*** EXTRACTED ENTRIES Section Begins ***

//! Order placement engine.
//!
//! Drives one order attempt through validate → price → persist header →
//! persist items → adjust stock. The three writes are not wrapped in a
//! backend transaction: a failed items insert triggers a best-effort
//! compensating delete of the header, and stock-adjustment failures are
//! logged and swallowed - a successfully recorded order never fails on
//! inventory.

use std::sync::Arc;

use chrono::Utc;
use rand::Rng;
use thiserror::Error;
use tracing::instrument;

use vastra_core::{Money, OrderStatus, PaymentStatus, ProductId, UserId, VariantId};

use crate::backend::{BackendError, DataService};
use crate::identity::IdentityStore;
use crate::models::{
    Address, AddressSnapshot, CartItem, NewOrder, NewOrderItem, Order, PaymentMethod,
};

/// Orders above this subtotal ship free.
const FREE_SHIPPING_THRESHOLD: i64 = 999;

/// Flat shipping fee below the free-shipping threshold.
const FLAT_SHIPPING_FEE: i64 = 99;

/// Length of the random order-number suffix.
const ORDER_SUFFIX_LEN: usize = 5;

const SUFFIX_CHARSET: &[u8] = b"0123456789ABCDEFGHIJKLMNOPQRSTUVWXYZ";

/// Errors surfaced by order placement.
///
/// Mid-workflow persistence failures are deliberately not distinguished
/// from one another: callers see the same generic `Persistence` error
/// whether the header, items, or a pre-write read failed.
#[derive(Debug, Error)]
pub enum CheckoutError {
    /// No identity present; nothing was sent to the backend.
    #[error("sign in to place an order")]
    NotAuthenticated,

    /// The attempt carried no line items.
    #[error("cannot place an order with no items")]
    EmptyOrder,

    /// The user has no address flagged default.
    #[error("add a default delivery address first")]
    NoDefaultAddress,

    /// The product no longer exists or is inactive.
    #[error("product not found")]
    ProductNotFound,

    /// The requested variant does not belong to the product.
    #[error("product variant not found")]
    VariantNotFound,

    /// The variant has fewer units on hand than requested.
    #[error("not enough stock available")]
    InsufficientStock,

    /// A write or pre-write read failed.
    #[error("failed to place order")]
    Persistence(#[source] BackendError),
}

/// One priced line of an order attempt.
#[derive(Debug, Clone)]
struct PricedLine {
    product_id: ProductId,
    variant_id: VariantId,
    quantity: u32,
    unit_price: Money,
}

impl PricedLine {
    fn total(&self) -> Money {
        self.unit_price * self.quantity
    }
}

/// The order placement engine.
#[derive(Clone)]
pub struct CheckoutService {
    data: Arc<dyn DataService>,
    identity: IdentityStore,
}

impl CheckoutService {
    /// Create a new checkout service.
    #[must_use]
    pub fn new(data: Arc<dyn DataService>, identity: IdentityStore) -> Self {
        Self { data, identity }
    }

    fn require_user(&self) -> Result<UserId, CheckoutError> {
        self.identity
            .current()
            .map(|identity| identity.user_id)
            .ok_or(CheckoutError::NotAuthenticated)
    }

    /// Place an order for the given cart lines, then clear the cart.
    ///
    /// Prices are frozen into the order from the lines' current catalog
    /// data. A failure to clear the cart after the order is recorded is
    /// logged, not surfaced.
    ///
    /// # Errors
    ///
    /// Returns a [`CheckoutError`]; validation failures happen before any
    /// write.
    #[instrument(skip(self, items, address), fields(lines = items.len()))]
    pub async fn checkout_cart(
        &self,
        items: &[CartItem],
        address: &Address,
        payment_method: PaymentMethod,
    ) -> Result<Order, CheckoutError> {
        let user = self.require_user()?;

        let lines: Vec<PricedLine> = items
            .iter()
            .map(|item| PricedLine {
                product_id: item.product_id.clone(),
                variant_id: item.variant_id.clone(),
                quantity: item.quantity,
                unit_price: item.unit_price(),
            })
            .collect();

        let order = self.process(&user, &lines, address, payment_method).await?;

        if let Err(e) = self.data.clear_cart(&user).await {
            tracing::warn!(
                order_number = %order.order_number,
                error = %e,
                "Order recorded but cart clear failed"
            );
        }

        Ok(order)
    }

    /// Express single-item checkout against the user's default address.
    ///
    /// Bypasses the stored cart entirely: re-fetches the product, resolves
    /// the variant, checks stock, and drives a synthesized single line
    /// through the same placement sequence with payment fixed to cash on
    /// delivery. Rejections (no address, unknown product/variant, not
    /// enough stock) happen before any write.
    ///
    /// # Errors
    ///
    /// Returns a [`CheckoutError`].
    #[instrument(skip(self), fields(product = %product, variant = %variant, quantity))]
    pub async fn quick_purchase(
        &self,
        product: &ProductId,
        variant: &VariantId,
        quantity: u32,
    ) -> Result<Order, CheckoutError> {
        let user = self.require_user()?;
        let quantity = quantity.max(1);

        let address = self
            .data
            .default_address(&user)
            .await
            .map_err(CheckoutError::Persistence)?
            .ok_or(CheckoutError::NoDefaultAddress)?;

        let catalog_product = self
            .data
            .fetch_product(product)
            .await
            .map_err(CheckoutError::Persistence)?
            .ok_or(CheckoutError::ProductNotFound)?;

        let catalog_variant = catalog_product
            .variant(variant)
            .ok_or(CheckoutError::VariantNotFound)?;

        if catalog_variant.stock_quantity < quantity {
            return Err(CheckoutError::InsufficientStock);
        }

        let line = PricedLine {
            product_id: product.clone(),
            variant_id: variant.clone(),
            quantity,
            unit_price: catalog_product.unit_price(catalog_variant),
        };

        self.process(&user, &[line], &address, PaymentMethod::CashOnDelivery)
            .await
    }

    // =========================================================================
    // Placement sequence
    // =========================================================================

    /// Validate → price → persist header → persist items → adjust stock.
    async fn process(
        &self,
        user: &UserId,
        lines: &[PricedLine],
        address: &Address,
        payment_method: PaymentMethod,
    ) -> Result<Order, CheckoutError> {
        if lines.is_empty() {
            return Err(CheckoutError::EmptyOrder);
        }

        let subtotal: Money = lines.iter().map(PricedLine::total).sum();
        let shipping_amount = shipping_for(subtotal);
        let total_amount = subtotal + shipping_amount;

        let new_order = NewOrder {
            user_id: user.clone(),
            order_number: generate_order_number(),
            status: OrderStatus::Pending,
            total_amount,
            discount_amount: Money::ZERO,
            shipping_amount,
            payment_status: PaymentStatus::Pending,
            payment_method,
            shipping_address: AddressSnapshot::from(address),
        };

        let order = self
            .data
            .insert_order(&new_order)
            .await
            .map_err(|e| {
                tracing::error!(error = %e, "Order header insert failed");
                CheckoutError::Persistence(e)
            })?;

        let items: Vec<NewOrderItem> = lines
            .iter()
            .map(|line| NewOrderItem {
                order_id: order.id.clone(),
                product_id: line.product_id.clone(),
                variant_id: line.variant_id.clone(),
                quantity: line.quantity,
                unit_price: line.unit_price,
                total_price: line.total(),
            })
            .collect();

        if let Err(e) = self.data.insert_order_items(&items).await {
            tracing::error!(
                order_number = %order.order_number,
                error = %e,
                "Order items insert failed; deleting header"
            );
            // Best-effort compensation; a leftover header is logged, not fatal.
            if let Err(del) = self.data.delete_order(&order.id).await {
                tracing::error!(
                    order_number = %order.order_number,
                    error = %del,
                    "Compensating order delete failed; orphan header remains"
                );
            }
            return Err(CheckoutError::Persistence(e));
        }

        // Inventory adjustment never fails a recorded order.
        for line in lines {
            match self.data.adjust_stock(&line.variant_id, line.quantity).await {
                Ok(adjustment) if adjustment.clamped => {
                    tracing::warn!(
                        order_number = %order.order_number,
                        variant = %line.variant_id,
                        requested = line.quantity,
                        "Stock decrement clamped at zero; oversold"
                    );
                }
                Ok(_) => {}
                Err(e) => {
                    tracing::error!(
                        order_number = %order.order_number,
                        variant = %line.variant_id,
                        error = %e,
                        "Stock adjustment failed"
                    );
                }
            }
        }

        tracing::info!(
            order_number = %order.order_number,
            total = %order.total_amount,
            "Order placed"
        );
        Ok(order)
    }
}

/// Shipping charge for a subtotal: free above the threshold, flat below.
fn shipping_for(subtotal: Money) -> Money {
    if subtotal > Money::from_major(FREE_SHIPPING_THRESHOLD) {
        Money::ZERO
    } else {
        Money::from_major(FLAT_SHIPPING_FEE)
    }
}

/// Generate a human-readable order number.
///
/// Timestamp plus a short random suffix; collision-resistant under low
/// contention, with the backend's unique constraint as the arbiter.
fn generate_order_number() -> String {
    let mut rng = rand::rng();
    let suffix: String = (0..ORDER_SUFFIX_LEN)
        .map(|_| {
            let idx = rng.random_range(0..SUFFIX_CHARSET.len());
            char::from(SUFFIX_CHARSET[idx])
        })
        .collect();
    format!("ORD{}{suffix}", Utc::now().timestamp_millis())
}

*** EXTRACTED ENTRIES Section Ends ***

EXERCISE REQUIREMENTS:
Return exactly the lines from the beginning of the data above through the one containing "the free-shipping threshold.", please. Include both end lines and add nothing else.

REPLY:
//! Order placement engine.
//!
//! Drives one order attempt through validate → price → persist header →
//! persist items → adjust stock. The three writes are not wrapped in a
//! backend transaction: a failed items insert triggers a best-effort
//! compensating delete of the header, and stock-adjustment failures are
//! logged and swallowed - a successfully recorded order never fails on
//! inventory.

use std::sync::Arc;

use chrono::Utc;
use rand::Rng;
use thiserror::Error;
use tracing::instrument;

use vastra_core::{Money, OrderStatus, PaymentStatus, ProductId, UserId, VariantId};

use crate::backend::{BackendError, DataService};
use crate::identity::IdentityStore;
use crate::models::{
    Address, AddressSnapshot, CartItem, NewOrder, NewOrderItem, Order, PaymentMethod,
};

/// Orders above this subtotal ship free.
const FREE_SHIPPING_THRESHOLD: i64 = 999;

/// Flat shipping fee below the free-shipping threshold.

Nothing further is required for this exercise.